Index: lib/Transform/ScheduleOptimizer.cpp
===================================================================
--- lib/Transform/ScheduleOptimizer.cpp
+++ lib/Transform/ScheduleOptimizer.cpp
@@ -160,6 +160,91 @@
                       cl::Hidden, cl::ZeroOrMore, cl::CommaSeparated,
                       cl::cat(PollyCategory));
 
+static __isl_give isl_union_set *
+getIsolateOptions(__isl_take isl_set *IsolateDomain) {
+  auto Dims = isl_set_dim(IsolateDomain, isl_dim_set);
+  auto IsolateRange =
+      isl_set_project_out(isl_set_copy(IsolateDomain), isl_dim_set, 0, Dims);
+  auto IsolateDomainSpace = isl_set_get_space(IsolateDomain);
+  auto IsolateRangeSpace = isl_set_get_space(IsolateRange);
+  auto IsolateSpace = isl_space_map_from_domain_and_range(IsolateDomainSpace,
+                                                          IsolateRangeSpace);
+  auto IsolateRelation = isl_map_universe(IsolateSpace);
+  IsolateRelation = isl_map_intersect_domain(IsolateRelation, IsolateDomain);
+  IsolateRelation = isl_map_intersect_range(IsolateRelation, IsolateRange);
+  IsolateRelation = isl_map_move_dims(IsolateRelation, isl_dim_out, 0,
+                                      isl_dim_in, Dims - 1, 1);
+  auto IsolateOption = isl_map_wrap(IsolateRelation);
+  auto Id = isl_id_alloc(isl_set_get_ctx(IsolateOption), "isolate", NULL);
+  return isl_union_set_from_set(isl_set_set_tuple_id(IsolateOption, Id));
+}
+
+static __isl_give isl_union_set *getAtomicOptions(__isl_take isl_space *Space) {
+  auto AtomicOption = isl_set_universe(Space);
+  AtomicOption = isl_set_add_dims(AtomicOption, isl_dim_set, 1);
+  auto Id = isl_id_alloc(isl_set_get_ctx(AtomicOption), "atomic", NULL);
+  return isl_union_set_from_set(isl_set_set_tuple_id(AtomicOption, Id));
+}
+
+/// @brief Build the desired set of prefixes.
+///
+/// 1. Get all prefixes of the vector loop.
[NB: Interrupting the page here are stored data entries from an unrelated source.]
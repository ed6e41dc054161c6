//! Mark-and-sweep garbage collection of orphaned dataset files.
//!
//! The mark phase diffs the keys present in a dataset's namespace against the
//! files its metadata references. The sweep phase deletes the difference,
//! never the metadata key and never a referenced file.
//!
//! A writer that stores a file and references it after the mark phase can
//! lose that file. Re-reading the catalog right before the sweep narrows the
//! window; it does not close it. Collection is advisory and can be re-run.

use std::collections::{BTreeSet, HashSet};
use std::sync::Arc;
use std::time::Instant;

use common::config::SweepConfig;

use crate::catalog::MetadataCatalog;
use crate::error::SweepError;
use crate::metrics::ReaperMetrics;
use crate::namespace::{DatasetId, Namespace};
use crate::store::KeyValueStore;
use crate::sweep::{delete_keys, enumerate_namespace, verify_outcome};

/// Outcome of the mark phase.
#[derive(Debug, Clone, PartialEq, Eq)]
pub struct GcPlan {
    pub dataset_id: String,
    /// Files the catalog references.
    pub referenced_count: usize,
    /// Keys found in the namespace, metadata key included.
    pub present_count: usize,
    /// Present keys that are neither referenced nor the metadata key, sorted.
    pub orphans: Vec<String>,
}

impl GcPlan {
    fn empty(dataset_id: &DatasetId) -> Self {
        Self {
            dataset_id: dataset_id.to_string(),
            referenced_count: 0,
            present_count: 0,
            orphans: Vec::new(),
        }
    }

    pub fn orphan_count(&self) -> usize {
        self.orphans.len()
    }
}

/// Result of a successful garbage collection run.
#[derive(Debug, Clone, PartialEq, Eq)]
pub struct GcReport {
    pub dataset_id: String,
    /// Orphans deleted, sorted. In a dry run, the orphans that would have
    /// been deleted.
    pub deleted: Vec<String>,
    pub referenced_count: usize,
    pub present_count: usize,
    pub dry_run: bool,
}

impl GcReport {
    fn from_plan(plan: GcPlan, deleted: Vec<String>, dry_run: bool) -> Self {
        Self {
            dataset_id: plan.dataset_id,
            deleted,
            referenced_count: plan.referenced_count,
            present_count: plan.present_count,
            dry_run,
        }
    }

    pub fn deleted_count(&self) -> usize {
        self.deleted.len()
    }
}

/// Removes unreferenced files from dataset namespaces.
pub struct GarbageCollector {
    store: Arc<dyn KeyValueStore>,
    catalog: Arc<dyn MetadataCatalog>,
    config: SweepConfig,
    metrics: ReaperMetrics,
}
use site_dashboard::config::AppConfig;
use tracing_subscriber::EnvFilter;

#[tokio::main]
async fn main() {
    tracing_subscriber::fmt()
        .with_env_filter(
            EnvFilter::try_from_default_env().unwrap_or_else(|_| EnvFilter::new("info")),
        )
        .with_writer(std::io::stderr)
        .init();

    if let Err(error) = site_dashboard::run(AppConfig::from_env()).await {
        tracing::error!(%error, "dashboard exited with error");
        std::process::exit(1);
    }
}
+/// 2. Extend it to a set, which has exactly VectorWidth iterations for
+///    an every prefix from the previous step.
+/// 3. Subtract loop domain from it, project out the vector loop dimension and
+///    get a set of prefixes, which don’t have exactly VectorWidth iterations.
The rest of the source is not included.